Friday, May 28, 2010

ALEXANDER FLEMING (DISCOVERER OF PENICILLIN)

Sir Alexander Fleming (6 August 1881 - 11 March 1955) was the man known as the discoverer of penicillin (an antibiotic to fight bacteria). Born on a farm near Darvel Lochfield, Scotland. He was the third of four brothers and half-brother has four people again.
Fleming went to Loudoun Moor School and Darvel School, and then for two years he attended Kilmarnock Academy. After working in an office delivery service for four years, 20-year-old Fleming was partly inherited from his uncle's property.
Fleming's brother, who was then a doctor suggested that his younger brother following in the footsteps of his career, so that Alexander Fleming in 1901 and then enrolled at the Hospital of St. Mary's, London. He then obtain a special qualification for school in the year 1906 with an option to be a surgeon. Alexander Fleming himself famous because she is an expert researcher who is very clever, but the lab itself is often clumsy and look messy.

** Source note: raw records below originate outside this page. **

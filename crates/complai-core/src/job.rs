//! Job lifecycle types for asynchronous complaint analysis.
//!
//! A job is created `PENDING` at submission, moves to `PROCESSING` when the
//! pipeline picks it up, and ends in exactly one of `COMPLETE` (report
//! attached) or `ERROR` (message attached). Terminal jobs are never
//! re-processed.

use serde::{Deserialize, Serialize};

use crate::report::Report;

/// Externally visible lifecycle state of an analysis job.
#[derive(Debug, Clone, Copy, PartialEq, Eq, Hash, Serialize, Deserialize)]
pub enum JobStatus {
    #[serde(rename = "PENDING")]
    Pending,
    #[serde(rename = "PROCESSING")]
    Processing,
    #[serde(rename = "COMPLETE")]
    Complete,
    #[serde(rename = "ERROR")]
    Error,
}

impl JobStatus {
    pub fn as_str(&self) -> &'static str {
        match self {
            Self::Pending => "PENDING",
            Self::Processing => "PROCESSING",
            Self::Complete => "COMPLETE",
            Self::Error => "ERROR",
        }
    }

    /// Terminal states are never left once entered.
    pub fn is_terminal(&self) -> bool {
        matches!(self, Self::Complete | Self::Error)
    }
}

impl std::fmt::Display for JobStatus {
    fn fmt(&self, f: &mut std::fmt::Formatter<'_>) -> std::fmt::Result {
        f.write_str(self.as_str())
    }
}

/// Persisted record for a single analysis job.
///
/// `complaint_text`/`frl_text` are populated once extraction succeeds so that
/// explanation generation keeps working even when a later stage fails.
/// `report` is present only when `status` is `Complete`; `error_message` only
/// when `status` is `Error`.
#[derive(Debug, Clone, Serialize, Deserialize)]
pub struct JobRecord {
    pub job_id: String,
    pub status: JobStatus,
    #[serde(default, skip_serializing_if = "Option::is_none")]
    pub complaint_text: Option<String>,
    #[serde(default, skip_serializing_if = "Option::is_none")]
    pub frl_text: Option<String>,
    #[serde(default, skip_serializing_if = "Option::is_none")]
    pub report: Option<Report>,
    #[serde(default, skip_serializing_if = "Option::is_none")]
    pub error_message: Option<String>,
}

impl JobRecord {
    /// Fresh `PENDING` record, as created by the submission path.
    pub fn new(job_id: impl Into<String>) -> Self {
        Self {
            job_id: job_id.into(),
            status: JobStatus::Pending,
            complaint_text: None,
            frl_text: None,
            report: None,
            error_message: None,
        }
    }
}

/// Partial field update for a job record.
///
/// Each set field overwrites the stored value (last-write-wins); unset fields
/// are left untouched. Checkpoint writes in the pipeline are independent
/// updates — no transaction spans them.
#[derive(Debug, Clone, Default)]
pub struct JobUpdate {
    pub status: Option<JobStatus>,
    pub complaint_text: Option<String>,
    pub frl_text: Option<String>,
    pub report: Option<Report>,
    pub error_message: Option<String>,
}

impl JobUpdate {
    /// Status-only transition.
    pub fn status(status: JobStatus) -> Self {
        Self {
            status: Some(status),
            ..Default::default()
        }
    }

    /// The post-extraction durability checkpoint.
    pub fn texts(complaint_text: impl Into<String>, frl_text: impl Into<String>) -> Self {
        Self {
            complaint_text: Some(complaint_text.into()),
            frl_text: Some(frl_text.into()),
            ..Default::default()
        }
    }

    /// Terminal success: `COMPLETE` and the report in a single update.
    pub fn complete(report: Report) -> Self {
        Self {
            status: Some(JobStatus::Complete),
            report: Some(report),
            ..Default::default()
        }
    }

    /// Terminal failure: `ERROR` and the captured message.
    pub fn error(message: impl Into<String>) -> Self {
        Self {
            status: Some(JobStatus::Error),
            error_message: Some(message.into()),
            ..Default::default()
        }
    }

    /// Apply this update to a record, field by field.
    pub fn apply(self, record: &mut JobRecord) {
        if let Some(status) = self.status {
            record.status = status;
        }
        if let Some(text) = self.complaint_text {
            record.complaint_text = Some(text);
        }
        if let Some(text) = self.frl_text {
            record.frl_text = Some(text);
        }
        if let Some(report) = self.report {
            record.report = Some(report);
        }
        if let Some(message) = self.error_message {
            record.error_message = Some(message);
        }
    }
}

In 1928, after coming home from a long holiday, Fleming will afterthought in the disc of bacteria in the laboratory forgot to save it nicely, and has been contaminated with a type of mushroom. Some laboratory dish containing the bacteria in the waste, but then Fleming noticed that the growth of bacteria in the contaminated by the fungus becomes obstructed. Fleming then took samples of examples of these fungi and examine it, he discovered that the fungus is from the genus Penicillium. This is why the drug called penicillin.
Fleming's discovery in September 1928 marked a new century in the world of modern antibiotics. Fleming also found that the bacteria themselves can develop resistance and resistance to penicillin when penicillin is used as an antibiotic is too little and used in the short term.